> **About this exercise**:
Please start at the first line of the records beneath and quote each line exactly, ending with the line containing "pub enum FinishReason".

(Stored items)
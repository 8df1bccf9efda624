//! Generation session state machine.
//!
//! `Created` → `begin` → `Initialized` → `step`* → `Generating` → `Terminal`.
//! A session owns its handles exclusively; every mutating call takes
//! `&mut self`, so the single-writer rule is enforced by the borrow checker
//! (see [`GuardedSession`](super::GuardedSession) for shared ownership).

use std::path::Path;
use std::time::Instant;

use tracing::Span;
use uuid::Uuid;

use super::batch::DecodeBatch;
use super::config::SessionConfig;
use super::error::SessionError;
use super::handles::HandlePair;
use super::sampler::Sampler;
use super::shared::SharedBackend;
use super::text::TextAssembler;
use super::tokenizer::Tokenizer;
use super::{Backend, ContextHandle, TokenId};
use crate::telemetry::{self, SessionSpan, SpanExt};

/// Lifecycle state of a session.
#[derive(Debug, Clone, Copy, PartialEq, Eq)]
pub enum SessionState {
    /// Handles acquired, no prompt yet.
    Created,
    /// Prompt decoded; first token not yet sampled.
    Initialized,
    /// At least one generated token accepted.
    Generating,
    /// End-of-sequence sampled or length ceiling reached.
    Terminal,
}

/// Why generation stopped.
#[derive(Debug, Clone, Copy, PartialEq, Eq)]
pub enum FinishReason {
    /// The engine's end-of-sequence token was drawn.
    Eos,
    /// The cursor reached `max_length`.
    MaxLength,
}

/// Result of one `step`.
#[derive(Debug, Clone, PartialEq)]
pub struct StepOutput {
    /// All text so far (prompt included when echoed).
    pub text: String,
    /// Text completed by this step.
    pub delta: String,
    /// Accepted token; `None` on a terminal step.
    pub token: Option<TokenId>,
    pub terminal: bool,
    pub finish: Option<FinishReason>,
}

/// Single-sequence autoregressive generation over one model and context.
pub struct Session<B: Backend> {
    id: Uuid,
    handles: HandlePair<B>,
    batch: DecodeBatch,
    sampler: Sampler,
    max_length: usize,
    echo_prompt: bool,
    state: SessionState,
    finish: Option<FinishReason>,
    cursor: usize,
    decoded_count: usize,
    prompt_len: usize,
    logits_slot: Option<usize>,
    token_history: Vec<TokenId>,
    output_bytes: Vec<u8>,
    completion_start: usize,
    assembler: TextAssembler,
    span: Span,
}

impl<B: Backend> Session<B> {
    /// Lease the backend, load `model_path` and create a context.
    ///
    /// `init` runs only if no other session currently holds the backend.
    pub fn acquire<F>(
        registry: &'static SharedBackend<B>,
        init: F,
        model_path: &Path,
        config: &SessionConfig,
    ) -> Result<Self, SessionError>
    where
        F: FnOnce() -> Result<B, SessionError>,
    {
        config.validate()?;
        let handles = HandlePair::acquire(registry, init, model_path, config)?;
        let id = Uuid::new_v4();
        let span = SessionSpan::new(&id, config.max_length);
        tracing::info!(parent: &span, max_length = config.max_length, "session created");
        Ok(Self {
            id,
            handles,
            batch: DecodeBatch::new(config.max_length),
            sampler: Sampler::new(config.sampling.clone(), config.context.seed),
            max_length: config.max_length,
            echo_prompt: config.echo_prompt,
            state: SessionState::Created,
            finish: None,
            cursor: 0,
            decoded_count: 0,
            prompt_len: 0,
            logits_slot: None,
            token_history: Vec::new(),
            output_bytes: Vec::new(),
            completion_start: 0,
            assembler: TextAssembler::new(),
            span,
        })
    }

    /// Tokenize and decode the prompt. Valid only in `Created`.
    ///
    /// `ContextOverflow` and `EmptyPrompt` leave the session in `Created`
    /// so a shorter input can be retried.
    pub fn begin(&mut self, text: &str) -> Result<(), SessionError> {
        let span = self.span.clone();
        let _enter = span.enter();
        let result = self.begin_inner(text);
        span.record_result(&result);
        result
    }

    fn begin_inner(&mut self, text: &str) -> Result<(), SessionError> {
        if self.handles.is_released() {
            return Err(SessionError::Released);
        }
        if self.state != SessionState::Created {
            return Err(SessionError::InvalidState(format!(
                "begin called in state {:?}",
                self.state
            )));
        }
        let (model, context) = self.handles.split_mut()?;
        let tokens = Tokenizer::new(model).encode(text, true)?;
        if tokens.is_empty() {
            return Err(SessionError::EmptyPrompt);
        }
        if tokens.len() > self.max_length {
            tracing::warn!(max = self.max_length, got = tokens.len(), "prompt exceeds max_length");
            return Err(SessionError::ContextOverflow { max: self.max_length, got: tokens.len() });
        }
        self.batch.fill_prompt(&tokens)?;
        if let Err(e) = self.batch.submit(context) {
            self.batch.reset();
            context.clear_cache();
            telemetry::record_decode_failure();
            return Err(e);
        }

        self.logits_slot = self.batch.last_logits_index();
        self.cursor = tokens.len();
        self.prompt_len = tokens.len();
        telemetry::record_prompt_tokens(tokens.len());
        tracing::debug!(prompt_tokens = tokens.len(), "prompt decoded");
        self.token_history = tokens;
        if self.echo_prompt {
            self.output_bytes.extend_from_slice(text.as_bytes());
            self.assembler.push(text.as_bytes());
        }
        self.completion_start = self.output_bytes.len();
        self.state = SessionState::Initialized;
        Ok(())
    }

    /// Sample the next token and feed it back to the engine.
    ///
    /// A terminal step returns the accumulated text without decoding and
    /// without advancing `cursor` or `decoded_count`. A failed step leaves
    /// counters, history and output untouched.
    pub fn step(&mut self) -> Result<StepOutput, SessionError> {
        let span = self.span.clone();
        let _enter = span.enter();
        let started = Instant::now();
        let result = self.step_inner();
        if let Ok(out) = &result {
            if !out.terminal {
                telemetry::record_step_latency(started.elapsed());
            }
        }
        span.record_result(&result);
        result
    }

    fn step_inner(&mut self) -> Result<StepOutput, SessionError> {
        if self.handles.is_released() {
            return Err(SessionError::Released);
        }
        match self.state {
            SessionState::Created => {
                return Err(SessionError::InvalidState("step called before begin".into()));
            }
            SessionState::Terminal => return Ok(self.terminal_output(String::new())),
            SessionState::Initialized | SessionState::Generating => {}
        }

        let slot = self
            .logits_slot
            .ok_or_else(|| SessionError::InvalidState("no slot requested logits".into()))?;
        let (model, context) = self.handles.split_mut()?;
        let logits = context
            .logits_ith(slot)
            .ok_or_else(|| SessionError::Sampling(format!("no logits for slot {slot}")))?;
        let checkpoint = self.sampler.checkpoint();
        let token = self.sampler.sample(logits, &self.token_history)?;

        let finish = if token == context.eos_token() {
            Some(FinishReason::Eos)
        } else if self.cursor >= self.max_length {
            Some(FinishReason::MaxLength)
        } else {
            None
        };
        if let Some(reason) = finish {
            self.state = SessionState::Terminal;
            self.finish = Some(reason);
            let delta = self.assembler.finish().to_string();
            telemetry::record_finish(reason);
            tracing::info!(?reason, decoded = self.decoded_count, cursor = self.cursor, "generation finished");
            return Ok(self.terminal_output(delta));
        }

        // Nothing below commits until the decode succeeds, the RNG included.
        let piece = match Tokenizer::new(model).decode_one(token) {
            Ok(piece) => piece,
            Err(e) => {
                self.sampler.restore(checkpoint);
                return Err(e);
            }
        };
        let submitted = self
            .batch
            .fill_single(token, self.cursor)
            .and_then(|()| self.batch.submit(context));
        if let Err(e) = submitted {
            self.batch.reset();
            self.sampler.restore(checkpoint);
            telemetry::record_decode_failure();
            return Err(e);
        }

        self.logits_slot = self.batch.last_logits_index();
        self.token_history.push(token);
        self.output_bytes.extend_from_slice(&piece);
        let delta = self.assembler.push(&piece).to_string();
        self.cursor += 1;
        self.decoded_count += 1;
        self.state = SessionState::Generating;
        telemetry::record_token();
        tracing::trace!(token, cursor = self.cursor, "token accepted");

        Ok(StepOutput {
            text: self.assembler.text().to_string(),
            delta,
            token: Some(token),
            terminal: false,
            finish: None,
        })
    }

    fn terminal_output(&self, delta: String) -> StepOutput {
        StepOutput {
            text: self.assembler.text().to_string(),
            delta,
            token: None,
            terminal: true,
            finish: self.finish,
        }
    }

    /// Forget the prompt and everything generated; handles are kept.
    ///
    /// Token history, output bytes, cursor and step count are reset and
    /// the engine cache for sequence 0 is cleared, so `begin` may be
    /// called again.
    pub fn clear(&mut self) {
        self.token_history.clear();
        self.output_bytes.clear();
        self.assembler = TextAssembler::new();
        self.cursor = 0;
        self.decoded_count = 0;
        self.prompt_len = 0;
        self.completion_start = 0;
        self.logits_slot = None;
        self.finish = None;
        self.batch.reset();
        if let Ok((_, context)) = self.handles.split_mut() {
            context.clear_cache();
        }
        self.state = SessionState::Created;
        tracing::debug!(parent: &self.span, "session cleared");
    }

    /// Free context, model and backend lease. Safe to call repeatedly.
    ///
    /// Returns `false` if the handles were already released.
    pub fn release(&mut self) -> bool {
        let released = self.handles.release();
        if released {
            tracing::info!(parent: &self.span, decoded = self.decoded_count, "session released");
        }
        released
    }

    /// Reseed the sampling draw.
    pub fn reseed(&mut self, seed: u64) {
        self.sampler.reseed(seed);
    }

    pub fn id(&self) -> Uuid {
        self.id
    }

    pub fn state(&self) -> SessionState {
        self.state
    }

    pub fn finish_reason(&self) -> Option<FinishReason> {
        self.finish
    }

    pub fn is_terminal(&self) -> bool {
        self.state == SessionState::Terminal
    }

    pub fn is_released(&self) -> bool {
        self.handles.is_released()
    }

    pub fn cursor(&self) -> usize {
        self.cursor
    }

    pub fn decoded_count(&self) -> usize {
        self.decoded_count
    }

    pub fn prompt_len(&self) -> usize {
        self.prompt_len
    }

    pub fn max_length(&self) -> usize {
        self.max_length
    }

    /// Prompt tokens followed by accepted tokens.
    pub fn tokens(&self) -> &[TokenId] {
        &self.token_history
    }

    pub fn output_bytes(&self) -> &[u8] {
        &self.output_bytes
    }

    /// Bytes produced by generation only.
    pub fn completion_bytes(&self) -> &[u8] {
        &self.output_bytes[self.completion_start..]
    }

    /// Complete characters decoded so far.
    pub fn text(&self) -> &str {
        self.assembler.text()
    }

    pub fn handles(&self) -> &HandlePair<B> {
        &self.handles
    }
}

> **Response to the task**:
repository 8df1bccf9efda624
//! Generation session state machine.
//!
//! `Created` → `begin` → `Initialized` → `step`* → `Generating` → `Terminal`.
//! A session owns its handles exclusively; every mutating call takes
//! `&mut self`, so the single-writer rule is enforced by the borrow checker
//! (see [`GuardedSession`](super::GuardedSession) for shared ownership).

use std::path::Path;
use std::time::Instant;

use tracing::Span;
use uuid::Uuid;

use super::batch::DecodeBatch;
use super::config::SessionConfig;
use super::error::SessionError;
use super::handles::HandlePair;
use super::sampler::Sampler;
use super::shared::SharedBackend;
use super::text::TextAssembler;
use super::tokenizer::Tokenizer;
use super::{Backend, ContextHandle, TokenId};
use crate::telemetry::{self, SessionSpan, SpanExt};

/// Lifecycle state of a session.
#[derive(Debug, Clone, Copy, PartialEq, Eq)]
pub enum SessionState {
    /// Handles acquired, no prompt yet.
    Created,
    /// Prompt decoded; first token not yet sampled.
    Initialized,
    /// At least one generated token accepted.
    Generating,
    /// End-of-sequence sampled or length ceiling reached.
    Terminal,
}

/// Why generation stopped.
#[derive(Debug, Clone, Copy, PartialEq, Eq)]
pub enum FinishReason {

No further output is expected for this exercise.